*** Opening of Record extracts ***
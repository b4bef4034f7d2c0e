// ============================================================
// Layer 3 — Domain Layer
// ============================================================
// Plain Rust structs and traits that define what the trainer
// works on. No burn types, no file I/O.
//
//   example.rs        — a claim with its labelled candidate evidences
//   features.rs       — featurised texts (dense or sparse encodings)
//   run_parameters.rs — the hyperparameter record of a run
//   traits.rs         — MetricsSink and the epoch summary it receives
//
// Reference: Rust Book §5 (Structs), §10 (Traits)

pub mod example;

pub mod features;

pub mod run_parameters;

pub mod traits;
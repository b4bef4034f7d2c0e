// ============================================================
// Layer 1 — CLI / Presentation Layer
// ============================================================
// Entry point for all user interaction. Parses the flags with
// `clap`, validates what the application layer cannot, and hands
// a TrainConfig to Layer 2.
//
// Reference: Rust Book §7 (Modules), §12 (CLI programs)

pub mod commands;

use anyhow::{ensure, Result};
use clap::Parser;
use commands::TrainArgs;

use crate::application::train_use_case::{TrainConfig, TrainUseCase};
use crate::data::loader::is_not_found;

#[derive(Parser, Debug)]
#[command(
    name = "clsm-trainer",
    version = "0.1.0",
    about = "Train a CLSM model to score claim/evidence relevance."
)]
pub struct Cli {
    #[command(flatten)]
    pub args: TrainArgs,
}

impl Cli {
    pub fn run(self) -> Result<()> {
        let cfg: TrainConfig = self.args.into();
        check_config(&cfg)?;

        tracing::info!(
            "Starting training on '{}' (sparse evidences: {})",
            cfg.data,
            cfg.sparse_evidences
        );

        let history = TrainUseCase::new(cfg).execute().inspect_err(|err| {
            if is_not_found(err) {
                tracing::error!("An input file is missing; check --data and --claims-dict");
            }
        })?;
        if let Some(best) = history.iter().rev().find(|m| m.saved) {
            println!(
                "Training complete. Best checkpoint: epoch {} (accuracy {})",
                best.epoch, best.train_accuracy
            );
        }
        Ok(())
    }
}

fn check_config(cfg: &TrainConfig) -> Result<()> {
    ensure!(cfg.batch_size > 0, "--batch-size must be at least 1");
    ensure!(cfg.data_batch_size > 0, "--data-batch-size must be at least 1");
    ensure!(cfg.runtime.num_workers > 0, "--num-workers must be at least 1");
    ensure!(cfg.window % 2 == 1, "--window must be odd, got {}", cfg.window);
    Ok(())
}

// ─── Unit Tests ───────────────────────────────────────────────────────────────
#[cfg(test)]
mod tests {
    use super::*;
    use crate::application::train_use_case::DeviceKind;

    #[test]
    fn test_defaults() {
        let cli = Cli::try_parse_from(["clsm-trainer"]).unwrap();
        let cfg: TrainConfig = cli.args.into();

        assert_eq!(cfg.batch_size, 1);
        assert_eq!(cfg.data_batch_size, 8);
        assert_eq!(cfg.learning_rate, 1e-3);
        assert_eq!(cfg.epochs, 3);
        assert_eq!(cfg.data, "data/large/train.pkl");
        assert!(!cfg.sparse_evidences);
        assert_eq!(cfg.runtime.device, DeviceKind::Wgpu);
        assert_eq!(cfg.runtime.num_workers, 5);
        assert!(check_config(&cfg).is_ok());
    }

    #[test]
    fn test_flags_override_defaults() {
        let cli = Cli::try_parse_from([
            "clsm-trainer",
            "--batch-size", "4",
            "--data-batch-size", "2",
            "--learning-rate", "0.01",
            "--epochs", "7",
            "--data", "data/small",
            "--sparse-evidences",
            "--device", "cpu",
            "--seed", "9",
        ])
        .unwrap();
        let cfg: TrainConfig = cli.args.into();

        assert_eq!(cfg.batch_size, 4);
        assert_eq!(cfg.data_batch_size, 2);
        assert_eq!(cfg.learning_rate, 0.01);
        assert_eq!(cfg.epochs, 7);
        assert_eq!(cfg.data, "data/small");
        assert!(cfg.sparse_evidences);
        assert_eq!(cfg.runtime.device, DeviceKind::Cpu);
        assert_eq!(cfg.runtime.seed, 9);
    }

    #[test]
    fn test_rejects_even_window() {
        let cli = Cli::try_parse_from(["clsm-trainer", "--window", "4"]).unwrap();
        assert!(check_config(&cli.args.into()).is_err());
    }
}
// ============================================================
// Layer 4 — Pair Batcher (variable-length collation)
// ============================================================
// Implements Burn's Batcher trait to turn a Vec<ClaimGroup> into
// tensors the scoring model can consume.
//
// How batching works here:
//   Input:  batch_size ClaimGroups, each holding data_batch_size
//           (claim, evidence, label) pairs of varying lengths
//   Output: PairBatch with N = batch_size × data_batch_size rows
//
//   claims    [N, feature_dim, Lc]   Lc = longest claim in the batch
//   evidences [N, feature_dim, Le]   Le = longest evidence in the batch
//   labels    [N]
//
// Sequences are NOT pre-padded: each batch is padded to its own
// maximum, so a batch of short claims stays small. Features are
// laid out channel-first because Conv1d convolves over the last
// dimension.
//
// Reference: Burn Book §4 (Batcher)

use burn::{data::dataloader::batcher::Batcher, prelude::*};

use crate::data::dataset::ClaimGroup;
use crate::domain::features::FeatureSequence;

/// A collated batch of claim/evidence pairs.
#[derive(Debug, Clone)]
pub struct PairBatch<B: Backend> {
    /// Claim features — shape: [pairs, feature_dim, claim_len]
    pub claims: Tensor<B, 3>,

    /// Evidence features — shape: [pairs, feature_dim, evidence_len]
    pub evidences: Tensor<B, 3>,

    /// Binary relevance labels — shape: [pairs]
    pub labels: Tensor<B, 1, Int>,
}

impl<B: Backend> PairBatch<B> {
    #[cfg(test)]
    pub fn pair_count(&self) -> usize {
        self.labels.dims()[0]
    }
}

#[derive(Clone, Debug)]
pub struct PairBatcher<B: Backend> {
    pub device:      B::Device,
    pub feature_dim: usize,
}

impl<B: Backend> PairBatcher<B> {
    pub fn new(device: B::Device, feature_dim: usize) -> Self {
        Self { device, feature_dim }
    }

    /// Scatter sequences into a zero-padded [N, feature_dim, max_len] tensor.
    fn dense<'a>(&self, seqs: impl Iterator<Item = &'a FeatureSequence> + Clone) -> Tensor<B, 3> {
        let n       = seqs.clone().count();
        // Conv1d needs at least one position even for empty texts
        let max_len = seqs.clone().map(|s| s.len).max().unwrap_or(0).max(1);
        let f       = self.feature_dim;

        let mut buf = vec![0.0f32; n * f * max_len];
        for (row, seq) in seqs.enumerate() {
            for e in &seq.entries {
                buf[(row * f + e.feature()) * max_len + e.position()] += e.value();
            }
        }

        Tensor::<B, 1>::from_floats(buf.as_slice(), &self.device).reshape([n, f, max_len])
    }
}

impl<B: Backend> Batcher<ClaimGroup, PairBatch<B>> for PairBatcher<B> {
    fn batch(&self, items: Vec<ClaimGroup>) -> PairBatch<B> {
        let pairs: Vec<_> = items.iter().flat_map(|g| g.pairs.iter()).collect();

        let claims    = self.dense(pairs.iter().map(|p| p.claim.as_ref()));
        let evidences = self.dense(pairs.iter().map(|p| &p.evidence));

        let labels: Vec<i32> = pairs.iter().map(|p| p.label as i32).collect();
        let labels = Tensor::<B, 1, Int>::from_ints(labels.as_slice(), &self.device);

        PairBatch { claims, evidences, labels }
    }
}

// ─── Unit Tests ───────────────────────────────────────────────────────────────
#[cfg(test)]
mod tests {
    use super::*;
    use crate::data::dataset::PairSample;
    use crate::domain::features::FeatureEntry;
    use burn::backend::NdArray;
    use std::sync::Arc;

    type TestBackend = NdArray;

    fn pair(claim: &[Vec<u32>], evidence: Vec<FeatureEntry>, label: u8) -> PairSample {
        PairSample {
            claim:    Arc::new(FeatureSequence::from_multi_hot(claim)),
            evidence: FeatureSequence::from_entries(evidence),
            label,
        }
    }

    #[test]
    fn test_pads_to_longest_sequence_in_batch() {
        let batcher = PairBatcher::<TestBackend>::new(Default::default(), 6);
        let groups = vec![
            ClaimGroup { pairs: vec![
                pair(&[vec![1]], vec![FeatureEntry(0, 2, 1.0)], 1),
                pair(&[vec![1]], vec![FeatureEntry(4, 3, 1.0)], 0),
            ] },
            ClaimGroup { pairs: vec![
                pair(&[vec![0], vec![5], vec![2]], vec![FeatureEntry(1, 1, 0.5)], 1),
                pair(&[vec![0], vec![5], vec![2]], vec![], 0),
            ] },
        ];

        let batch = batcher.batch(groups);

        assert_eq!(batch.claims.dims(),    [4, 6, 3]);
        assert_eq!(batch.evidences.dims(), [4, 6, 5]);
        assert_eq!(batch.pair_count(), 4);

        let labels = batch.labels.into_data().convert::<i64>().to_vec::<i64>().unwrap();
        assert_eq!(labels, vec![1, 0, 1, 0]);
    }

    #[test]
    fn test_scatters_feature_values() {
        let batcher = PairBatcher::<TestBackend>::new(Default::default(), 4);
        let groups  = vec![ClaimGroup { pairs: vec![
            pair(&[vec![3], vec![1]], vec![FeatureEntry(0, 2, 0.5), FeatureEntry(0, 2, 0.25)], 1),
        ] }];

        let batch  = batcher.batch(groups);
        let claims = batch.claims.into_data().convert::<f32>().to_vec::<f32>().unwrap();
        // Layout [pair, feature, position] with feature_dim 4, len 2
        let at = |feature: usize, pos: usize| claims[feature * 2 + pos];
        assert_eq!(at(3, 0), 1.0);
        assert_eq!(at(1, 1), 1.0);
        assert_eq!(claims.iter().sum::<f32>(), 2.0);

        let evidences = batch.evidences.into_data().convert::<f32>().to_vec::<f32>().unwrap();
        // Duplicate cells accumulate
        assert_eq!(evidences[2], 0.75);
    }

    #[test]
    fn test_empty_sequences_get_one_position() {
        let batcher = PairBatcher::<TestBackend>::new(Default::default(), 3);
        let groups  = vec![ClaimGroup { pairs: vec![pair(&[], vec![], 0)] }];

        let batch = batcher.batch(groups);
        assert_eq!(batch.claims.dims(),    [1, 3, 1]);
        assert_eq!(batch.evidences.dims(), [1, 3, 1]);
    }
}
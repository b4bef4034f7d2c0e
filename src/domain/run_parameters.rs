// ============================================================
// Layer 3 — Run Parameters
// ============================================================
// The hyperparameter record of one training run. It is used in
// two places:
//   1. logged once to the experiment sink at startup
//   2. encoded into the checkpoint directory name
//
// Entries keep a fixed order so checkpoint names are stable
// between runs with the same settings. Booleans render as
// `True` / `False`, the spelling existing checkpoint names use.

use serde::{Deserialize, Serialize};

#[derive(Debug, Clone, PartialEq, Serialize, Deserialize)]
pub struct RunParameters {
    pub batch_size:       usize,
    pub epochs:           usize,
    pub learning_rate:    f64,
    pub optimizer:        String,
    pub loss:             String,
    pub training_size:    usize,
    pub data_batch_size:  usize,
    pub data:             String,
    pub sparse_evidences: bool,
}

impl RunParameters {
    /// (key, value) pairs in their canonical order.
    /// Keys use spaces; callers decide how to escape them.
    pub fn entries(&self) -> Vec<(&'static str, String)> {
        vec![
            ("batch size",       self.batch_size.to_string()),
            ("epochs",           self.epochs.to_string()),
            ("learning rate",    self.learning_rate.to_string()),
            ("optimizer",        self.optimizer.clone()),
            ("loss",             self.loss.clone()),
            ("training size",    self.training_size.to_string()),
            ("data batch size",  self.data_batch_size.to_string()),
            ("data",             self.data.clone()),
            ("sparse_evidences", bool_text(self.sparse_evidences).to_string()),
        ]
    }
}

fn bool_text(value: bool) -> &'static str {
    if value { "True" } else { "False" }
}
*** Close of Record extracts ***
*** Opening of Record extracts ***
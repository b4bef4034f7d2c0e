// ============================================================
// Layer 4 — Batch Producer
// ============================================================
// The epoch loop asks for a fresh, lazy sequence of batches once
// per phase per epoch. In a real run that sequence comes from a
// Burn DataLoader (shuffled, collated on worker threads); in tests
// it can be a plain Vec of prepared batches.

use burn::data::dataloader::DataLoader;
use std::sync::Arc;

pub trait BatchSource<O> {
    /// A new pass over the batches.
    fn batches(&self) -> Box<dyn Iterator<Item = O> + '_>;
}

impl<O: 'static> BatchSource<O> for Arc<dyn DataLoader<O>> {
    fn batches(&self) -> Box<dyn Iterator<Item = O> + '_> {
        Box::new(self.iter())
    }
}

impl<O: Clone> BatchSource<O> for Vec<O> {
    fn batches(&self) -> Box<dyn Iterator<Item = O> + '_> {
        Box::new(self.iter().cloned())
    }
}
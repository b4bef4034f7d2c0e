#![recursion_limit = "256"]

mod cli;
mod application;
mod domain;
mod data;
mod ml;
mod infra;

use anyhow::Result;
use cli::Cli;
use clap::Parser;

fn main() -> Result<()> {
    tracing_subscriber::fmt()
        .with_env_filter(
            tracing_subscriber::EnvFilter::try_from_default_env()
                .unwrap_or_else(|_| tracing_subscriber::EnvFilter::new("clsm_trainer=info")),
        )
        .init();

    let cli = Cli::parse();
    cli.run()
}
*** Close of Record extracts ***
*** Opening of Record extracts ***
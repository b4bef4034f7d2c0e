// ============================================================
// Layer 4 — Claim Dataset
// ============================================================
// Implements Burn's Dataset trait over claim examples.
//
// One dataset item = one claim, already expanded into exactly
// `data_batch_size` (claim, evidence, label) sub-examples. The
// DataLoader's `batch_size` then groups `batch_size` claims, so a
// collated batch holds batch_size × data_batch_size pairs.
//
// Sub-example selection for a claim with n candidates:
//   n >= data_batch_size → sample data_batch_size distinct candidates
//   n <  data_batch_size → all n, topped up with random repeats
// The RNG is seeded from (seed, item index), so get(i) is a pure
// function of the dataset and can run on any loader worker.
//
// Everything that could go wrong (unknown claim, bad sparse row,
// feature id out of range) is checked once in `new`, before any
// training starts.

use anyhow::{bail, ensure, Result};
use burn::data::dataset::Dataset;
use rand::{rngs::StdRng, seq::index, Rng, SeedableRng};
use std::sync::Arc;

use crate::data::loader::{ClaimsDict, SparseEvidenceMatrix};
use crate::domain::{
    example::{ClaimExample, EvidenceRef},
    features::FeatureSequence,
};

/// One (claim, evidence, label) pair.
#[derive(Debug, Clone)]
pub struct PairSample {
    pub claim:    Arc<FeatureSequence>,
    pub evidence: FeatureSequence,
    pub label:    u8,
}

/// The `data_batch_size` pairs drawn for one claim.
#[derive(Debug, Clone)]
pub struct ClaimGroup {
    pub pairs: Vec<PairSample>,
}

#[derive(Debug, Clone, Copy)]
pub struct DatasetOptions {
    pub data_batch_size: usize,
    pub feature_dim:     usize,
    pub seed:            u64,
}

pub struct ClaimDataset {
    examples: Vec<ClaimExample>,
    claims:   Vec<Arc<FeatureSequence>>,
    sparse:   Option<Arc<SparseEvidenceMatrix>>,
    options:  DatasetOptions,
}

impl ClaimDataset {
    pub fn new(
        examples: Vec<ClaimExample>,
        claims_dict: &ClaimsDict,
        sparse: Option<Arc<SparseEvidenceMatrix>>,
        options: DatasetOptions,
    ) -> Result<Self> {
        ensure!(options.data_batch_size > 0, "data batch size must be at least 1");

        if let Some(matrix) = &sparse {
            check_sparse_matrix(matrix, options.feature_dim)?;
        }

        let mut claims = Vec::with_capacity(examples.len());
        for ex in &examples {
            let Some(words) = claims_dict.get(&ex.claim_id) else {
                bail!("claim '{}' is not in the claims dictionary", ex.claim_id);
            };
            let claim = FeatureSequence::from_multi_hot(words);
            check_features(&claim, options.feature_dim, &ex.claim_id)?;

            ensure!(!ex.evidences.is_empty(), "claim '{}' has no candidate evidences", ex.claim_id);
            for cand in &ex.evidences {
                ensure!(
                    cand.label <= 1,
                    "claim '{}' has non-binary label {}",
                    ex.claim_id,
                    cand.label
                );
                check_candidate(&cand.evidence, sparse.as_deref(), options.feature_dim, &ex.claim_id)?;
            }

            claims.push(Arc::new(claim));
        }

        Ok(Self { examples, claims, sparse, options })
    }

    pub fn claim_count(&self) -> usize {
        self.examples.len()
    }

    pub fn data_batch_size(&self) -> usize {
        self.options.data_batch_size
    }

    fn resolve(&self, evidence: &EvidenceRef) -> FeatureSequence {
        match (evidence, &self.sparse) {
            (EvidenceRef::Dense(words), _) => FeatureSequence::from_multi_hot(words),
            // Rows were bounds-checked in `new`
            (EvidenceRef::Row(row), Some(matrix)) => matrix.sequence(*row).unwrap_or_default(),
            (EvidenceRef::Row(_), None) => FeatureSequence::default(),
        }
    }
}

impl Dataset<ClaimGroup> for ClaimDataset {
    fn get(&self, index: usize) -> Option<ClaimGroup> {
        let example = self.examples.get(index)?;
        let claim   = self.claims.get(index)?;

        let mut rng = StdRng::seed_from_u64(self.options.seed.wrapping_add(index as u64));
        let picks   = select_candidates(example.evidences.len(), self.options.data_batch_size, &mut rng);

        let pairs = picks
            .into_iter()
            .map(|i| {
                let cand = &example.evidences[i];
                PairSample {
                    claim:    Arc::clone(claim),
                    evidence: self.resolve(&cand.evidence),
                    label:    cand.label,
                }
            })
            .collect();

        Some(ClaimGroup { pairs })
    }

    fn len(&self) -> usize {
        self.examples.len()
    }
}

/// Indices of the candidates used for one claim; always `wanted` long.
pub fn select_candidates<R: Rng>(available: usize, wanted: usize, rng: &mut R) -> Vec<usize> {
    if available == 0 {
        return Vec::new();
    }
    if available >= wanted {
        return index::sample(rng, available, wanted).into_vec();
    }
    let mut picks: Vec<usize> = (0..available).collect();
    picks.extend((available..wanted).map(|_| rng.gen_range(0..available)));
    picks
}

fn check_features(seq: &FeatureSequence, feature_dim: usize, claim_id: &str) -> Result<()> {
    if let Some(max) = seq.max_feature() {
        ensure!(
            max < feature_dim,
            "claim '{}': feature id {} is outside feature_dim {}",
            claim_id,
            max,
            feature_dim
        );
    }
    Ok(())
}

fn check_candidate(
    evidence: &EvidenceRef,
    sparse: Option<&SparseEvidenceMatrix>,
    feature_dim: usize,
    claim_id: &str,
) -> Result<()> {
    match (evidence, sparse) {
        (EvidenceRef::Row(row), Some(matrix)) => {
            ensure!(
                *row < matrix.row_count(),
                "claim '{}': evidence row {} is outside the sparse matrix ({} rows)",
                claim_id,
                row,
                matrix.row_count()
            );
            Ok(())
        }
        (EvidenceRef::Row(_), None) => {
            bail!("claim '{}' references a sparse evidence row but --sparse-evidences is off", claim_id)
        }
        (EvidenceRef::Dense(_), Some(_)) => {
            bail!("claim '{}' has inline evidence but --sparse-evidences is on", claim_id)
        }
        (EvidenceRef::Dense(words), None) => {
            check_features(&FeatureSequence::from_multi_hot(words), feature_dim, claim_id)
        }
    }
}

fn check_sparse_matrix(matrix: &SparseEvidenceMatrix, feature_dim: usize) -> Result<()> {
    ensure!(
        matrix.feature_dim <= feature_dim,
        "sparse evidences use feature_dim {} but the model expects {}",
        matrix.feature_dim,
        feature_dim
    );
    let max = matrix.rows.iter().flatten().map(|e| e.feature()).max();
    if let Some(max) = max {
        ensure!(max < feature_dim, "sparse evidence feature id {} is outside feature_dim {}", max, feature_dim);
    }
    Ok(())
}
*** Close of Record extracts ***
**What the task requires**
Scan the entries above and copy each line where "padded" occurs.

**Worked solution**
// Sequences are NOT pre-padded: each batch is padded to its own
    /// Scatter sequences into a zero-padded [N, feature_dim, max_len] tensor.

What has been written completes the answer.